Rina Paniry, Chief Financial Officer
Rina Paniry is the Chief Financial Officer of Starwood Property Trust, a position she was promoted to in 2014. In this role, she is responsible for all financial and accounting functions. Prior to this, Ms. Paniry served as the Chief Financial Officer of LNR Property LLC, a subsidiary of Starwood Property Trust, where she oversaw the integration and transition of core finance functions following Starwood Property Trust's acquisition of LNR in 2013. She joined LNR in 2006 as Chief Accounting Officer and began her career at Deloitte & Touche, spending 11 years there specializing in audit and mergers & acquisitions within the real estate industry.
Jeffrey F. DiModica, CFA, President
Jeffrey F. DiModica has served as President of Starwood Property Trust since 2014. He was also an external director of the company from its inception in 2009 until July 2014. In his current role, he leads and is a member of the investment committee for each of the company's business lines. Mr. DiModica's career before joining Starwood Property Trust included various investment banking roles at Royal Bank of Scotland (RBS) and Merrill Lynch from 1993 to 2014. He served as Head of MBS/ABS/CMBS Sales and Strategy for the Americas at RBS and began his career in the Merchant and Investment Banking Group of the Commercial Real Estate Department at Chemical Bank.

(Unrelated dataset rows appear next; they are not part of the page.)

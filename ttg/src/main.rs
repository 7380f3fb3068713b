//! Test-Time Gate CLI.
//!
//! Compares two JUnit-style report trees and exits nonzero when per-test or
//! aggregate execution time regressed past the allowed percentage.
#![forbid(unsafe_code)]

mod progress;

use anyhow::Result;
use clap::Parser;
use is_terminal::IsTerminal;
use serde_json::json;
use std::path::PathBuf;
use tracing::info;
use tracing_subscriber::{EnvFilter, fmt, prelude::*};
use ttg_common::progress::{NullProgress, ProgressObserver};
use ttg_common::{TtgError, check, delta, report};

use progress::ScanProgress;

#[derive(Parser)]
#[command(name = "ttg")]
#[command(author, version, about = "Gate CI on test execution time regressions")]
struct Cli {
    /// Base reports (single file or directory) to compare against
    base: PathBuf,

    /// Reports (single file or directory) to compare to base
    compare_to: PathBuf,

    /// Percentage increase allowed for test time difference
    #[arg(short = 't', long, default_value_t = 10.0)]
    threshold: f64,

    /// Disable the scan progress bar
    #[arg(long)]
    no_progress: bool,

    /// Print the result as JSON on stdout
    #[arg(long)]
    json: bool,

    /// Enable verbose logging
    #[arg(short, long)]
    verbose: bool,
}

fn main() -> Result<()> {
    let cli = Cli::parse();

    let filter = if cli.verbose {
        EnvFilter::new("debug")
    } else {
        EnvFilter::try_from_default_env().unwrap_or_else(|_| EnvFilter::new("info"))
    };
    tracing_subscriber::registry()
        .with(fmt::layer().with_writer(std::io::stderr))
        .with(filter)
        .init();

    let progress: Box<dyn ProgressObserver> = if !cli.no_progress && std::io::stderr().is_terminal()
    {
        Box::new(ScanProgress::new())
    } else {
        Box::new(NullProgress)
    };

    match run_gate(&cli, progress.as_ref()) {
        Ok(summary) => {
            if cli.json {
                println!("{}", serde_json::to_string_pretty(&summary)?);
            } else {
                println!(
                    "test time within threshold: {} shared, {} added, {} removed; total {:.3}s -> {:.3}s ({:+.2}%)",
                    summary.shared_tests,
                    summary.additive_tests,
                    summary.removed_tests,
                    summary.total_base_secs,
                    summary.total_compare_secs,
                    summary.total_pct_changed,
                );
            }
            Ok(())
        }
        Err(err) => {
            if cli.json {
                println!("{}", serde_json::to_string_pretty(&failure_json(&err))?);
            }
            Err(err.into())
        }
    }
}

/// Load both report sets and run the threshold gates.
fn run_gate(
    cli: &Cli,
    progress: &dyn ProgressObserver,
) -> Result<check::CheckSummary, TtgError> {
    let base = report::load(&cli.base, progress)?;
    let compare = report::load(&cli.compare_to, progress)?;
    info!(
        base_tests = base.len(),
        compare_tests = compare.len(),
        threshold_pct = cli.threshold,
        "loaded reports"
    );

    let changed = delta::percentage_changed(&base, &compare);
    check::check(&changed, &base, &compare, cli.threshold)
}

fn failure_json(err: &TtgError) -> serde_json::Value {
    match err {
        TtgError::TestTimeExceeded { regressions } => json!({
            "status": "failed",
            "reason": "test_time_exceeded",
            "regressions_pct": regressions,
        }),
        TtgError::TotalTimeExceeded { total_pct, additive } => json!({
            "status": "failed",
            "reason": "total_time_exceeded",
            "total_pct_changed": total_pct,
            "added_tests_secs": additive,
        }),
        other => json!({
            "status": "error",
            "message": other.to_string(),
        }),
    }
}
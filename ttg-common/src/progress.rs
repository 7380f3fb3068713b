//! Progress reporting seam for directory scans.
//!
//! The loader notifies an observer as it walks report files. Observers are
//! decorative only: they cannot fail the run, and [`NullProgress`] (the
//! default) makes every notification a no-op.

use std::path::Path;

/// Receives loader progress notifications during a directory scan.
pub trait ProgressObserver {
    /// A scan is starting over `_total_files` report files.
    fn begin(&self, _total_files: u64) {}

    /// One report file is about to be parsed.
    fn file(&self, _path: &Path) {}

    /// The scan finished (successfully or not).
    fn finish(&self) {}
}

/// Observer that ignores every notification.
pub struct NullProgress;

impl ProgressObserver for NullProgress {}
use crate::models::{FileId, FileItem, FileKind};
use crate::utils::constants::EMPTY_FILE_SIZE;
use chrono::Utc;
use serde::{Deserialize, Serialize};

/// 파일 생성/삭제 결과. 실패도 정상 반환값이다.
#[derive(Serialize, Deserialize, Debug, Clone, PartialEq, Eq)]
pub struct FileOutcome {
    pub success: bool,
    pub file_id: Option<FileId>,
    pub message: String,
}

impl FileOutcome {
    fn ok(file_id: FileId, message: String) -> Self {
        Self {
            success: true,
            file_id: Some(file_id),
            message,
        }
    }

    fn err(message: impl Into<String>) -> Self {
        Self {
            success: false,
            file_id: None,
            message: message.into(),
        }
    }
}

/// 단일 디렉토리 파일 관리자 (id 키 컬렉션)
#[derive(Debug, Clone, Default)]
pub struct FileDirectory {
    files: Vec<FileItem>,
    next_id: FileId,
}

impl FileDirectory {
    pub fn new() -> Self {
        Self::default()
    }

    /// 예제 파일 두 개가 들어 있는 디렉토리
    pub fn with_samples() -> Self {
        let mut dir = Self::new();
        dir.create(
            "readme.txt",
            FileKind::Text,
            "Welcome to Mini OS Simulator!\n\nThis is a sample text file.",
        );
        dir.create("config.bin", FileKind::Binary, "0101010101010101...");
        dir
    }

    pub fn create(&mut self, name: &str, kind: FileKind, content: &str) -> FileOutcome {
        let trimmed = name.trim();
        if trimmed.is_empty() {
            return FileOutcome::err("File name is required");
        }

        let name = if trimmed.contains('.') {
            trimmed.to_string()
        } else {
            format!("{trimmed}{}", kind.extension())
        };

        // 확장자를 붙인 최종 이름으로 대소문자 무시 비교
        if self.find_by_name(&name).is_some() {
            return FileOutcome::err("A file with this name already exists");
        }

        let (size, content) = if content.is_empty() {
            (EMPTY_FILE_SIZE, format!("[Empty {kind} file]"))
        } else {
            (content.len() as u64, content.to_string())
        };

        let now = Utc::now();
        let id = self.next_id;
        self.next_id += 1;

        let message = format!("File \"{name}\" created");
        self.files.push(FileItem {
            id,
            name,
            kind,
            size,
            content,
            created_at: now,
            modified_at: now,
        });

        FileOutcome::ok(id, message)
    }

    pub fn delete(&mut self, id: FileId) -> FileOutcome {
        match self.files.iter().position(|f| f.id == id) {
            Some(index) => {
                let file = self.files.remove(index);
                FileOutcome::ok(id, format!("File \"{}\" deleted", file.name))
            }
            None => FileOutcome::err(format!("File {id} not found")),
        }
    }

    pub fn get(&self, id: FileId) -> Option<&FileItem> {
        self.files.iter().find(|f| f.id == id)
    }

    pub fn find_by_name(&self, name: &str) -> Option<&FileItem> {
        let lower = name.to_lowercase();
        self.files.iter().find(|f| f.name.to_lowercase() == lower)
    }

    /// 이름에 query 가 포함된 파일 (대소문자 무시)
    pub fn search(&self, query: &str) -> Vec<&FileItem> {
        let query = query.to_lowercase();
        self.files
            .iter()
            .filter(|f| f.name.to_lowercase().contains(&query))
            .collect()
    }

    pub fn files(&self) -> &[FileItem] {
        &self.files
    }

    pub fn len(&self) -> usize {
        self.files.len()
    }

    pub fn is_empty(&self) -> bool {
        self.files.is_empty()
    }

    pub fn total_size(&self) -> u64 {
        self.files.iter().map(|f| f.size).sum()
    }

    // id 카운터는 유지 (재사용하지 않음)
    pub fn reset(&mut self) {
        self.files.clear();
    }
}

/// 바이트 수를 B / KB / MB 로 표시
pub fn format_size(bytes: u64) -> String {
    if bytes < 1024 {
        format!("{bytes} B")
    } else if bytes < 1024 * 1024 {
        format!("{:.1} KB", bytes as f64 / 1024.0)
    } else {
        format!("{:.1} MB", bytes as f64 / (1024.0 * 1024.0))
    }
}
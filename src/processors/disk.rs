use crate::error::WorkloadError;
use crate::models::{
    Cylinder, DiskPolicy, DiskRequest, DiskSchedulingResult, HeadDirection, SeekOperation,
};

/// 실린더 목록에 순서대로 id(0부터)를 붙여 요청 목록을 만든다.
pub fn requests_from_cylinders(cylinders: &[Cylinder]) -> Vec<DiskRequest> {
    cylinders
        .iter()
        .enumerate()
        .map(|(id, &cylinder)| DiskRequest {
            id: id as u64,
            cylinder,
        })
        .collect()
}

/// 대기 중인 요청의 방문 순서와 총 탐색 거리를 계산한다.
///
/// `direction`은 SCAN/LOOK에서만 의미가 있다. 요청이 없으면 시작 위치만
/// 담긴 빈 결과를 돌려주고, 그 사실은 [`DiskSchedulingResult::message`]로 전달된다.
pub fn schedule(
    requests: &[DiskRequest],
    head_position: Cylinder,
    policy: DiskPolicy,
    max_cylinder: Cylinder,
    direction: HeadDirection,
) -> Result<DiskSchedulingResult, WorkloadError> {
    validate(requests, head_position, max_cylinder)?;

    let mut head = Head::new(head_position);
    match policy {
        DiskPolicy::Fcfs => {
            for request in requests {
                head.visit(request);
            }
        }
        DiskPolicy::Sstf => sstf(&mut head, requests),
        DiskPolicy::Scan => sweep(&mut head, requests, direction, Some(max_cylinder)),
        DiskPolicy::Look => sweep(&mut head, requests, direction, None),
    }

    Ok(head.finish())
}

fn validate(requests: &[DiskRequest], head: Cylinder, max: Cylinder) -> Result<(), WorkloadError> {
    if head > max {
        return Err(WorkloadError::HeadOutOfRange { head, max });
    }
    match requests.iter().find(|r| r.cylinder > max) {
        Some(r) => Err(WorkloadError::CylinderOutOfRange {
            request: r.id,
            cylinder: r.cylinder,
            max,
        }),
        None => Ok(()),
    }
}

// 헤드 이동을 기록하는 누적기
struct Head {
    position: Cylinder,
    sequence: Vec<Cylinder>,
    seek_operations: Vec<SeekOperation>,
}

impl Head {
    fn new(position: Cylinder) -> Self {
        Self {
            position,
            sequence: vec![position],
            seek_operations: Vec::new(),
        }
    }

    fn move_to(&mut self, cylinder: Cylinder, request: Option<u64>) {
        self.seek_operations
            .push(SeekOperation::new(self.position, cylinder, request));
        self.sequence.push(cylinder);
        self.position = cylinder;
    }

    fn visit(&mut self, request: &DiskRequest) {
        self.move_to(request.cylinder, Some(request.id));
    }

    fn finish(self) -> DiskSchedulingResult {
        let total_seek_time = self.seek_operations.iter().map(|op| op.seek).sum();
        DiskSchedulingResult {
            sequence: self.sequence,
            seek_operations: self.seek_operations,
            total_seek_time,
        }
    }
}

fn sstf(head: &mut Head, requests: &[DiskRequest]) {
    let mut remaining: Vec<&DiskRequest> = requests.iter().collect();

    while !remaining.is_empty() {
        // min_by_key 는 동률일 때 첫 번째를 돌려준다
        let closest = remaining
            .iter()
            .enumerate()
            .min_by_key(|(_, r)| r.cylinder.abs_diff(head.position))
            .map(|(index, _)| index)
            .unwrap_or(0);

        let request = remaining.remove(closest);
        head.visit(request);
    }
}

// SCAN(boundary = Some) / LOOK(boundary = None)
fn sweep(head: &mut Head, requests: &[DiskRequest], direction: HeadDirection, boundary: Option<Cylinder>) {
    let start = head.position;

    // 현재 위치 아래는 내림차순, 이상은 오름차순. 같은 실린더는 입력 순서 유지.
    let mut lower: Vec<&DiskRequest> = requests.iter().filter(|r| r.cylinder < start).collect();
    let mut upper: Vec<&DiskRequest> = requests.iter().filter(|r| r.cylinder >= start).collect();
    lower.sort_by(|a, b| b.cylinder.cmp(&a.cylinder));
    upper.sort_by_key(|r| r.cylinder);

    let (first, second, edge) = match direction {
        HeadDirection::Right => (upper, lower, boundary),
        HeadDirection::Left => (lower, upper, boundary.map(|_| 0)),
    };

    for request in &first {
        head.visit(request);
    }

    if second.is_empty() {
        return;
    }

    // SCAN 은 반대편 요청이 남아 있으면 끝까지 갔다가 돌아온다
    if let Some(edge) = edge {
        if head.position != edge {
            head.move_to(edge, None);
        }
    }

    for request in &second {
        head.visit(request);
    }
}
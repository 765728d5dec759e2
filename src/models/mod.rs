mod disk_request;
mod execution_block;
mod file_item;
mod memory_block;
mod policy;
mod process;
mod scheduling_result;

pub use disk_request::{Cylinder, DiskRequest, DiskSchedulingResult, SeekOperation};
pub use execution_block::{ExecutionBlock, Occupant};
pub use file_item::{FileId, FileItem, FileKind};
pub use memory_block::{AllocationOutcome, BlockId, FragmentationReport, MemoryBlock, Tenant};
pub use policy::{AllocationPolicy, CpuPolicy, DiskPolicy, HeadDirection};
pub use process::{Process, ProcessMetrics, ScheduledProcess, Ticks};
pub use scheduling_result::SchedulingResult;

Andrew J. Sossen, Chief Operating Officer, Chief Compliance Officer, Executive Vice President, General Counsel and Secretary
Andrew J. Sossen has been the Chief Operating Officer of Starwood Property Trust since July 2011 and its General Counsel, Chief Compliance Officer, and Executive Vice President since January 2010. He also holds the position of Senior Managing Director and Chief Operating Officer at Starwood Capital Group, working on the day-to-day management, operations, and strategy of the business. Before joining Starwood Property Trust, Mr. Sossen served as General Counsel of KKR Financial Holdings LLC and KKR Asset Management, where he was involved in policy, strategic decision-making, and day-to-day operations for the companies affiliated with private equity firm Kohlberg Kravis Roberts & Co. His earlier career at Simpson Thacher & Bartlett LLP focused on capital markets, mergers and acquisitions, private equity, and bank finance.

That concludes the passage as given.